§ DATA:
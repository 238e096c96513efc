#![deny(
    unsafe_code,
    missing_docs,
    dead_code,
    unused_results,
    non_snake_case,
    unreachable_pub
)]

//! Core contracts shared across the Alchemy Grid engine.
//!
//! This crate defines the element catalog, the board grid and the message
//! surface that connects adapters, the authoritative world and the pure
//! systems. Adapters submit [`Command`] values describing desired mutations,
//! the world executes those commands via its `apply` entry point, and then
//! reports what happened as [`Event`] values. Systems operate on a borrowed
//! [`Grid`] and never keep references across calls.

mod catalog;
mod elements;
mod grid;

use serde::{Deserialize, Serialize};

pub use catalog::{Catalog, CatalogError, InteractionRule};
pub use elements::{ElementId, ElementProperties, ElementTier, UnknownElementName};
pub use grid::{Cell, CellCoord, CellFlags, Direction, Grid, GridError, PlacementError};

/// Canonical banner emitted when the experience boots.
pub const WELCOME_BANNER: &str = "Welcome to Alchemy Grid.";

/// Commands that express all permissible world mutations.
#[derive(Clone, Debug, PartialEq, Eq, Serialize, Deserialize)]
pub enum Command {
    /// Replaces the board with an empty grid of the provided dimensions.
    ConfigureBoard {
        /// Number of rows in the new board.
        rows: u32,
        /// Number of columns in the new board.
        columns: u32,
    },
    /// Replaces the active objectives.
    SetObjectives {
        /// Objectives to track from now on.
        objectives: Vec<Objective>,
    },
    /// Requests placement of an element into an empty cell.
    PlaceElement {
        /// Target coordinate.
        cell: CellCoord,
        /// Element to place.
        element: ElementId,
    },
    /// Records that a sub-puzzle was solved by the player.
    RecordPuzzleSolved {
        /// Kind of puzzle that was solved.
        puzzle: PuzzleKind,
    },
    /// Moves the session to the next level.
    AdvanceLevel,
}

/// Events broadcast by the world after processing commands.
#[derive(Clone, Debug, PartialEq, Eq, Serialize, Deserialize)]
pub enum Event {
    /// Confirms that a fresh board was created.
    BoardConfigured {
        /// Number of rows in the board.
        rows: u32,
        /// Number of columns in the board.
        columns: u32,
    },
    /// Reports that a board request was refused and the previous board kept.
    BoardRejected {
        /// Rows provided in the request.
        rows: u32,
        /// Columns provided in the request.
        columns: u32,
        /// Why the dimensions were refused.
        reason: GridError,
    },
    /// Reports that a placement request was rejected and nothing changed.
    PlacementRejected {
        /// Coordinate provided in the request.
        cell: CellCoord,
        /// Element provided in the request.
        element: ElementId,
        /// Specific reason the placement failed.
        reason: PlacementError,
    },
    /// Confirms that an element was written into the board.
    ElementPlaced {
        /// Coordinate that received the element.
        cell: CellCoord,
        /// Element that was placed.
        element: ElementId,
    },
    /// Reports a single pair reaction during a chain.
    ReactionOccurred {
        /// Element of the cell the reaction spread from.
        first: ElementId,
        /// Element of the neighbour before it reacted.
        second: ElementId,
        /// Element written into the neighbour.
        result: ElementId,
        /// Score awarded for the reaction.
        score: u32,
        /// Coordinate of the neighbour that changed.
        position: CellCoord,
    },
    /// Reports a board mutation performed by an element's special effect.
    EffectApplied {
        /// What the effect changed.
        effect: EffectRecord,
    },
    /// Announces an element created for the first time in this session.
    ElementDiscovered {
        /// Newly discovered element.
        element: ElementId,
    },
    /// Reports a structural pattern found after a placement.
    PatternMatched {
        /// Detector that produced the match.
        kind: PatternKind,
        /// Bonus awarded for the match.
        score: u32,
        /// Cells that formed the pattern.
        cells: Vec<CellCoord>,
    },
    /// Reports the running score after it changed.
    ScoreChanged {
        /// Points added by the triggering command.
        delta: u32,
        /// Score after the change.
        score: u64,
    },
    /// Confirms that a sub-puzzle result was recorded.
    PuzzleRecorded {
        /// Kind of puzzle that was solved.
        puzzle: PuzzleKind,
    },
    /// Announces that an objective became satisfied.
    ObjectiveCompleted {
        /// Identifier of the completed objective.
        objective: ObjectiveId,
        /// Points awarded for completing it.
        points: u32,
    },
    /// Announces that the session moved to a new level.
    LevelAdvanced {
        /// Level that became active.
        level: u32,
    },
}

/// Board mutation performed by a special effect.
#[derive(Clone, Copy, Debug, PartialEq, Eq, Hash, Serialize, Deserialize)]
pub enum EffectRecord {
    /// Fire converted a neighbouring wood cell.
    FireSpread {
        /// Burning cell.
        from: CellCoord,
        /// Wood cell that caught fire.
        to: CellCoord,
    },
    /// Water fell into the empty cell below it.
    WaterFell {
        /// Cell the water left.
        from: CellCoord,
        /// Cell the water now occupies.
        to: CellCoord,
    },
    /// Water spilled sideways into an empty cell.
    WaterSpilled {
        /// Water cell the spill came from.
        source: CellCoord,
        /// Cell that received the new water.
        cell: CellCoord,
    },
    /// Air lifted the fire or steam above it by one row.
    AirLifted {
        /// Element that was lifted.
        element: ElementId,
        /// Cell the element left.
        from: CellCoord,
        /// Cell the element now occupies.
        to: CellCoord,
    },
    /// Crystal amplified a neighbouring cell.
    CrystalAmplified {
        /// Crystal cell.
        source: CellCoord,
        /// Amplified neighbour.
        cell: CellCoord,
        /// Power of the neighbour after doubling.
        power: u32,
    },
    /// Wood grew into an empty neighbouring cell.
    WoodGrew {
        /// Wood cell that grew.
        source: CellCoord,
        /// Cell that received the new wood.
        cell: CellCoord,
    },
}

/// Structural patterns recognised on the board.
#[derive(Clone, Copy, Debug, PartialEq, Eq, Hash, PartialOrd, Ord, Serialize, Deserialize)]
#[serde(rename_all = "snake_case")]
pub enum PatternKind {
    /// 2x2 block of earth.
    EarthSquare,
    /// Straight run of fire followed or preceded by two metal.
    MetalFirePath,
    /// Three adjacent elements fused into a combination element.
    ThreeElementCombo,
    /// Connected body of water cells.
    WaterFlowCircuit,
    /// Ring of fire around an empty cell.
    FireCircle,
}

impl PatternKind {
    /// Detectors in the order they run after every placement.
    pub const ALL: [PatternKind; 5] = [
        Self::EarthSquare,
        Self::MetalFirePath,
        Self::ThreeElementCombo,
        Self::WaterFlowCircuit,
        Self::FireCircle,
    ];

    /// Snake-case name used in logs and on the command line.
    #[must_use]
    pub const fn as_str(self) -> &'static str {
        match self {
            Self::EarthSquare => "earth_square",
            Self::MetalFirePath => "metal_fire_path",
            Self::ThreeElementCombo => "three_element_combo",
            Self::WaterFlowCircuit => "water_flow_circuit",
            Self::FireCircle => "fire_circle",
        }
    }
}

/// Sub-puzzles that gate level progression.
#[derive(Clone, Copy, Debug, PartialEq, Eq, Hash, PartialOrd, Ord, Serialize, Deserialize)]
#[serde(rename_all = "snake_case")]
pub enum PuzzleKind {
    /// Letter-guessing puzzle.
    Word,
    /// Latin-square element puzzle.
    Logic,
}

/// Unique identifier assigned to an objective.
#[derive(Clone, Copy, Debug, PartialEq, Eq, Hash, PartialOrd, Ord, Serialize, Deserialize)]
pub struct ObjectiveId(u32);

impl ObjectiveId {
    /// Creates a new objective identifier with the provided numeric value.
    #[must_use]
    pub const fn new(value: u32) -> Self {
        Self(value)
    }

    /// Retrieves the numeric representation of the identifier.
    #[must_use]
    pub const fn get(&self) -> u32 {
        self.0
    }
}

/// Goal the player works towards during a level.
#[derive(Clone, Debug, PartialEq, Eq, Serialize, Deserialize)]
pub struct Objective {
    /// Identifier reported when the objective completes.
    pub id: ObjectiveId,
    /// Condition that completes the objective.
    pub kind: ObjectiveKind,
    /// Whether the objective has been satisfied.
    pub completed: bool,
    /// Points awarded once on completion.
    pub points: u32,
}

impl Objective {
    /// Creates an incomplete objective.
    #[must_use]
    pub const fn new(id: ObjectiveId, kind: ObjectiveKind, points: u32) -> Self {
        Self {
            id,
            kind,
            completed: false,
            points,
        }
    }
}

/// Conditions an objective can track.
#[derive(Clone, Copy, Debug, PartialEq, Eq, Hash, Serialize, Deserialize)]
pub enum ObjectiveKind {
    /// Create a derived element at least once.
    CreateElement {
        /// Element that must be discovered.
        element: ElementId,
    },
    /// Create a combination element at least once.
    CreateCombination {
        /// Combination element that must be discovered.
        element: ElementId,
    },
    /// Place an element a number of times.
    PlaceElement {
        /// Element that must be placed.
        element: ElementId,
        /// Required number of placements.
        count: u32,
    },
    /// Build a structural pattern at least once.
    BuildStructure {
        /// Pattern that must be matched.
        pattern: PatternKind,
    },
    /// Solve a sub-puzzle.
    SolvePuzzle {
        /// Kind of puzzle that must be solved.
        puzzle: PuzzleKind,
    },
    /// Reach a score threshold.
    ReachScore {
        /// Minimum score.
        score: u64,
    },
}
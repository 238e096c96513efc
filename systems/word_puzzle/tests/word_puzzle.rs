use alchemy_grid_system_word_puzzle::{
    generate, score_guess, HintTier, LetterFeedback, PuzzleStatus, Theme, WordPuzzle,
    WordPuzzleError,
};
use proptest::prelude::*;
use rand::SeedableRng;
use rand_chacha::ChaCha8Rng;

use LetterFeedback::{Absent, Correct, Present};

#[test]
fn exact_guess_is_all_correct() {
    assert_eq!(score_guess("FLAME", "flame"), vec![Correct; 5]);
}

#[test]
fn anagram_has_no_absent_letters() {
    let feedback = score_guess("FLAME", "MALEF");
    assert!(!feedback.contains(&Absent), "anagram feedback: {feedback:?}");
    assert_eq!(feedback, vec![Present, Present, Present, Present, Present]);
}

#[test]
fn repeated_letters_are_limited_by_the_target() {
    // Target has two E; the guess has three.
    assert_eq!(
        score_guess("GEESE", "EERIE"),
        vec![Present, Correct, Absent, Absent, Correct]
    );
    assert_eq!(
        score_guess("CRANE", "EERIE"),
        vec![Absent, Absent, Present, Absent, Correct]
    );
}

#[test]
fn length_mismatch_is_all_absent() {
    assert_eq!(score_guess("FLAME", "FLAMES"), vec![Absent; 5]);
    assert_eq!(score_guess("FLAME", ""), vec![Absent; 5]);
}

#[test]
fn generated_words_follow_theme_and_level() {
    let mut rng = ChaCha8Rng::seed_from_u64(3);
    for level in 0..=20 {
        let puzzle = generate(level, None, &mut rng);
        let expected_theme = Theme::ALL[(level.max(1) as usize - 1) % 7];
        assert_eq!(puzzle.theme(), expected_theme, "level {level}");
        assert!(
            puzzle.theme().words().contains(&puzzle.target()),
            "{} not in {}",
            puzzle.target(),
            puzzle.theme()
        );
        let length = puzzle.target().len();
        match level {
            0..=3 => assert_eq!(length, 5, "level {level}"),
            4..=7 => assert_eq!(length, 6, "level {level}"),
            _ => assert!(length >= 7, "level {level}"),
        }
        assert_eq!(puzzle.max_attempts(), 12u32.saturating_sub(level).max(6));
    }
}

#[test]
fn explicit_theme_overrides_the_level_rotation() {
    let mut rng = ChaCha8Rng::seed_from_u64(9);
    let puzzle = generate(1, Some(Theme::Ocean), &mut rng);
    assert_eq!(puzzle.theme(), Theme::Ocean);
    assert_eq!(puzzle.target().len(), 5);
}

#[test]
fn same_seed_generates_the_same_word() {
    let first = generate(5, None, &mut ChaCha8Rng::seed_from_u64(21));
    let second = generate(5, None, &mut ChaCha8Rng::seed_from_u64(21));
    assert_eq!(first, second);
}

#[test]
fn submitting_the_target_solves_the_puzzle() {
    let mut puzzle = WordPuzzle::new("FLAME", Theme::Elements, 1).expect("valid target");
    let miss = puzzle.submit("blaze").expect("valid guess");
    assert_eq!(miss.status, PuzzleStatus::InProgress);
    assert_eq!(miss.attempts_left, 10);

    let hit = puzzle.submit("FLAME").expect("valid guess");
    assert_eq!(hit.status, PuzzleStatus::Solved);
    assert_eq!(puzzle.guesses().len(), 2);
    assert_eq!(
        puzzle.submit("FLAME"),
        Err(WordPuzzleError::PuzzleFinished {
            status: PuzzleStatus::Solved
        })
    );
}

#[test]
fn invalid_guesses_do_not_use_attempts() {
    let mut puzzle = WordPuzzle::new("FLAME", Theme::Elements, 1).expect("valid target");
    assert!(matches!(
        puzzle.submit("FLAMES"),
        Err(WordPuzzleError::InvalidGuess { expected: 5, .. })
    ));
    assert!(matches!(
        puzzle.submit("FL4ME"),
        Err(WordPuzzleError::InvalidGuess { .. })
    ));
    assert_eq!(puzzle.attempts_left(), 11);
    assert!(puzzle.guesses().is_empty());
}

#[test]
fn guesses_that_only_upper_case_to_ascii_are_rejected() {
    let mut puzzle = WordPuzzle::new("STRANGE", Theme::Elements, 1).expect("valid target");
    assert!(matches!(
        puzzle.submit("straße"),
        Err(WordPuzzleError::InvalidGuess { expected: 7, .. })
    ));
    assert!(puzzle.guesses().is_empty());
    let outcome = puzzle.submit(" strange ").expect("valid guess");
    assert_eq!(outcome.status, PuzzleStatus::Solved);
}

#[test]
fn feedback_length_follows_target_characters() {
    assert_eq!(score_guess("STRAßE", "strasse"), vec![Absent; 6]);
    let feedback = score_guess("STRAßE", "straße");
    assert_eq!(feedback, vec![Correct; 6]);
}

#[test]
fn running_out_of_attempts_fails_the_puzzle() {
    let mut puzzle = WordPuzzle::new("FLAME", Theme::Elements, 9).expect("valid target");
    assert_eq!(puzzle.max_attempts(), 6);
    for attempt in 0..6 {
        let outcome = puzzle.submit("STONE").expect("valid guess");
        let expected = if attempt == 5 {
            PuzzleStatus::Failed
        } else {
            PuzzleStatus::InProgress
        };
        assert_eq!(outcome.status, expected, "attempt {attempt}");
    }
    assert!(puzzle.submit("FLAME").is_err(), "failed puzzles accept nothing");
}

#[test]
fn hints_reveal_progressively_more() {
    let known = WordPuzzle::new("FLAME", Theme::Elements, 1).expect("valid target");
    assert_eq!(known.hint(HintTier::First), "The word starts with 'F'.");
    assert_eq!(known.hint(HintTier::Second), "The word contains 2 vowels.");
    assert_eq!(known.hint(HintTier::Third), "The visible, glowing part of a fire.");

    let unknown = WordPuzzle::new("BLAZE", Theme::Elements, 1).expect("valid target");
    assert_eq!(unknown.hint(HintTier::Third), "A word connected to elements.");
}

fn word(length: usize) -> impl Strategy<Value = String> {
    proptest::collection::vec(prop::sample::select(vec!['A', 'B', 'E', 'L', 'M']), length)
        .prop_map(|letters| letters.into_iter().collect())
}

proptest! {
    #[test]
    fn scoring_is_pure(target in word(5), guess in word(5)) {
        prop_assert_eq!(score_guess(&target, &guess), score_guess(&target, &guess));
    }

    #[test]
    fn marked_letters_never_exceed_the_target_count(target in word(5), guess in word(5)) {
        let feedback = score_guess(&target, &guess);
        prop_assert_eq!(feedback.len(), target.len());
        for letter in guess.chars() {
            let marked = guess
                .chars()
                .zip(&feedback)
                .filter(|(c, f)| *c == letter && **f != Absent)
                .count();
            let available = target.chars().filter(|c| *c == letter).count();
            prop_assert!(marked <= available, "{letter}: {marked} > {available}");
        }
    }
}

§ WHAT THE EXERCISE ASKS:
Note every line of the records that holds the word "Confirms", and copy it.

§ TASK RESULT:
    /// Confirms that a fresh board was created.
    /// Confirms that an element was written into the board.
    /// Confirms that a sub-puzzle result was recorded.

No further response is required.